REZENSION
Das Thema Eltern-Kind Beziehung ist für mich kein Einfaches und sehr komplexbehaftet. Mein gut funktionierender Verdrängungsmechanismus, den ich zwischen Selbstschutz und Verleugnung nicht einordnen kann, lässt mich meistens um Literatur, die mich emotional zu tief in das Thema ziehen könnten, einen großen Bogen machen.
Dennoch hat mich „Mutternichts“ spontan angesprochen und ich wollte das als kraftvoll-poetisch beschriebene Debüt von Vescoli mit dem Thema Mutter-Tochter-Beziehung sehr gerne lesen.
Die Mutter der Ich-Erzählerin ist gestorben, wie sie gelebt hat: unaufgeregt, ohne viele Worte. Zurück bleibt ein Nichts.
Es ist das nicht greifbare, das Nichts, das Mutternichts, das die Beziehung zwischen Mutter und Tochter definiert hat. Der eigentliche Wesenskern ihrer Mutter hat sich der Tochter immer entzogen.
Nach dem Tod der Mutter kommen die Fragen.
Die Tochter muss mehr über die Mutter wissen, um dem Mutternichts auf den Grund zu gehen. Sie will sich die Mutter in deren Vergangenheit vorstellen können, um ihr näher zu kommen.
Ist es auch die Suche nach eigener Identität?
Die Tochter will die Orte sehen, den Hof, auf dem ihre Mutter als Dirn gearbeitet hat. Kann sie das Wesen ihrer Mutter dort finden?
Die Mutter musste schon als Kind hart arbeiten und etwas nutze sein.
Sie, die Worte und Gedichte liebt, wird später nie über ihre alltäglichen Verrichtungen ihrer Vergangenheit sprechen.
“Als würde die Geschichte schmutzen.”
Die Erzählerin muss noch weiterzurückgehen bis zur Großmutter und Mutter ihrer Mutter, und findet ein weitere Leben voller unausgesprochener Not.

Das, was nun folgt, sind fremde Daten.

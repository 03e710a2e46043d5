//! # singlerun-state - Success Markers for Run-Once Units
//!
//! Trait-based storage for the "has this unit already succeeded?" markers
//! that guard idempotent work units.
//!
//! ## Overview
//!
//! - [`StateKey`] - compound `(unit, tenant)` key
//! - [`StateRecord`] - persisted marker with an opaque `payload`
//! - [`StateStore`] - async key-value trait implemented by backends
//! - [`InMemoryStateStore`] - reference implementation for tests and demos
//! - [`FileStateStore`] - JSON-file persistence for local runs
//!
//! A record is created the first time a unit succeeds, overwritten on every
//! re-run, and never deleted by the orchestration layer. A unit counts as
//! succeeded only when its payload equals [`SUCCESS_PAYLOAD`]; an absent
//! record means "not yet succeeded".
//!
//! ## Quick Start
//!
//! ```rust,no_run
//! use singlerun_state::{InMemoryStateStore, StateKey, StateRecord, StateStore};
//!
//! #[tokio::main]
//! async fn main() -> Result<(), Box<dyn std::error::Error>> {
//!     let store = InMemoryStateStore::new();
//!     let key = StateKey::new("create-admin-user", "tenant-1");
//!
//!     if !store.has_succeeded(&key).await? {
//!         // ... do the work ...
//!         store.put(StateRecord::succeeded(key)).await?;
//!     }
//!     Ok(())
//! }
//! ```

pub mod error;
pub mod file;
pub mod memory;
pub mod record;
pub mod traits;

pub use error::{Result, StateError};
pub use file::FileStateStore;
pub use memory::InMemoryStateStore;
pub use record::{StateKey, StateRecord, PAYLOAD_FIELD, SUCCESS_PAYLOAD};
pub use traits::StateStore;
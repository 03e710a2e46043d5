//! Chain builder - turns a registry into a linear plan
//!
//! [`ChainBuilder`] folds a [`Registry`] into a [`Chain`] in insertion order.
//! For every unit it emits exactly one segment:
//!
//! - **direct** (`idempotent == false`): `[invoke]`
//! - **guarded** (`idempotent == true`): `[check, branch(skip | invoke)]`
//!
//! The builder never reorders units, never executes anything and performs no
//! I/O. Step nodes come from a [`StepFactory`], so the same fold can target
//! any execution engine. [`PlanStepFactory`] emits the crate's own [`Step`]
//! enum.
//!
//! # Example
//!
//! ```rust
//! use singlerun_core::{ChainBuilder, Registry, Step};
//!
//! let registry = Registry::builder()
//!     .unit("notify", false)?
//!     .unit("seed", true)?
//!     .build();
//!
//! let plan = ChainBuilder::new("acme")?.build(Step::pass("Start"), &registry);
//!
//! assert_eq!(plan.unit_names(), vec!["notify", "seed"]);
//! assert_eq!(plan.guarded_units(), vec!["seed"]);
//! # Ok::<(), singlerun_core::PlanError>(())
//! ```

use crate::error::{PlanError, Result};
use crate::plan::{Chain, Condition, Segment, Step};
use crate::unit::{Registry, WorkUnit};
use tracing::debug;

/// Factory for the step nodes a plan is made of
///
/// Implement this to make the builder emit nodes for a different execution
/// engine. Factories must be pure: the same unit always yields an equivalent
/// node.
pub trait StepFactory {
    /// Node type produced
    type Step;

    /// Step invoking the unit
    fn invoke(&self, unit: &WorkUnit) -> Self::Step;

    /// Step reading the unit's state record for `tenant`
    fn check(&self, unit: &WorkUnit, tenant: &str) -> Self::Step;

    /// No-op step taken when the unit already succeeded
    fn skip(&self, unit: &WorkUnit) -> Self::Step;

    /// Two-way choice following a check step
    fn branch(
        &self,
        unit: &WorkUnit,
        condition: Condition,
        on_match: Self::Step,
        otherwise: Self::Step,
    ) -> Self::Step;
}

/// Factory emitting [`Step`] nodes
#[derive(Debug, Clone, Copy, Default)]
pub struct PlanStepFactory;

impl StepFactory for PlanStepFactory {
    type Step = Step;

    fn invoke(&self, unit: &WorkUnit) -> Step {
        Step::Invoke {
            unit: unit.name.clone(),
        }
    }

    fn check(&self, unit: &WorkUnit, tenant: &str) -> Step {
        Step::CheckState {
            unit: unit.name.clone(),
            tenant: tenant.to_string(),
        }
    }

    fn skip(&self, unit: &WorkUnit) -> Step {
        Step::Skip {
            unit: unit.name.clone(),
        }
    }

    fn branch(&self, unit: &WorkUnit, condition: Condition, on_match: Step, otherwise: Step) -> Step {
        Step::Branch {
            unit: unit.name.clone(),
            condition,
            on_match: Box::new(on_match),
            otherwise: Box::new(otherwise),
        }
    }
}

/// Builds linear plans from registries for one tenant
#[derive(Debug, Clone)]
pub struct ChainBuilder<F = PlanStepFactory> {
    factory: F,
    tenant: String,
}

impl ChainBuilder<PlanStepFactory> {
    /// Builder emitting [`Step`] nodes for `tenant`
    ///
    /// # Errors
    ///
    /// [`PlanError::Configuration`] if `tenant` is empty.
    pub fn new(tenant: impl Into<String>) -> Result<Self> {
        Self::with_factory(PlanStepFactory, tenant)
    }
}

impl<F: StepFactory> ChainBuilder<F> {
    /// Builder using a custom step factory
    pub fn with_factory(factory: F, tenant: impl Into<String>) -> Result<Self> {
        let tenant = tenant.into();
        if tenant.is_empty() {
            return Err(PlanError::Configuration("tenant must not be empty".to_string()));
        }
        Ok(Self { factory, tenant })
    }

    /// Tenant the check steps read records for
    pub fn tenant(&self) -> &str {
        &self.tenant
    }

    /// Fold the registry into a chain starting at `initial`
    pub fn build(&self, initial: F::Step, registry: &Registry) -> Chain<F::Step> {
        let mut chain = Chain::starting_at(self.tenant.clone(), initial);

        for unit in registry {
            if unit.idempotent {
                self.emit_guarded(&mut chain, unit);
            } else {
                self.emit_direct(&mut chain, unit);
            }
        }

        debug!(
            tenant = %self.tenant,
            units = registry.len(),
            guarded = chain.guarded_units().len(),
            "built chain"
        );
        chain
    }

    /// Append `[invoke]` for a unit
    pub fn emit_direct(&self, chain: &mut Chain<F::Step>, unit: &WorkUnit) {
        debug!(unit = %unit.name, "emit direct segment");
        chain.push(Segment {
            unit: unit.name.clone(),
            guarded: false,
            steps: vec![self.factory.invoke(unit)],
        });
    }

    /// Append `[check, branch(skip | invoke)]` for a unit
    pub fn emit_guarded(&self, chain: &mut Chain<F::Step>, unit: &WorkUnit) {
        debug!(unit = %unit.name, tenant = %self.tenant, "emit guarded segment");
        let check = self.factory.check(unit, &self.tenant);
        let branch = self.factory.branch(
            unit,
            Condition::succeeded(),
            self.factory.skip(unit),
            self.factory.invoke(unit),
        );
        chain.push(Segment {
            unit: unit.name.clone(),
            guarded: true,
            steps: vec![check, branch],
        });
    }
}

Sich an Spekulationen vorantastend, im nicht gesagten mutmaßen.
Mutters Erzählungen sparen so viele Dinge aus, beschränken sich auf Anekdoten. Ihre Vergangenheit wird ein Konjunktiv bleiben.
Was bleibt?
“Es kann sein, dass die Angst umeinander der Ort war, an den wir zusammen hingehörten. An dem wir uns voreinander versteckten, während wir aufeinander schauten.”
Es ist dieser Widerspruch und das ambivalente Verhältnis von Liebe und Distanz, den Vescoli im Kern dieser Mutter-Tochter-Beziehung sichtbar macht.
Ich spüre das Ringen der Erzählerin, ihren Wunsch das Nichts um ihre Mutter zu durchdringen, unmittelbar aus ihren Worten. Der Text ist stellenweise merkwürdig eindringlich, nicht emotional, nein, er ist spröde und poetisch in seiner Ausdrucksweise.
So wird auch meine Rezension wenig eindeutig bleiben. Vescolis ungewöhnlicher und anspruchsvoller Text hielt auch mich in einer Distanz, die mir den Zugang zur Erzählerin schwer gemacht hat, mir aber nicht den Blick für die sprachliche Kraft des Textes verstellt hat.
Vielen lieben Dank an den Salzburger Otto Müller Verlag für das Rezensionsexemplar und natürlich an Christine Vescoli für ihren Roman.
Anmerkung: an einer Stelle verwendet die Erzählerin einen Begriff, den die damit gemeinten Volksgruppen der Sinti und Roma sowie der Jenischen und andere Volksgruppen mehrheitlich ablehnen und der als stigmatisierend und veraltet gilt. Dass die Verwendung an dieser Stelle einem übergeordnetem Kontext dient, konnte ich nicht erkennen.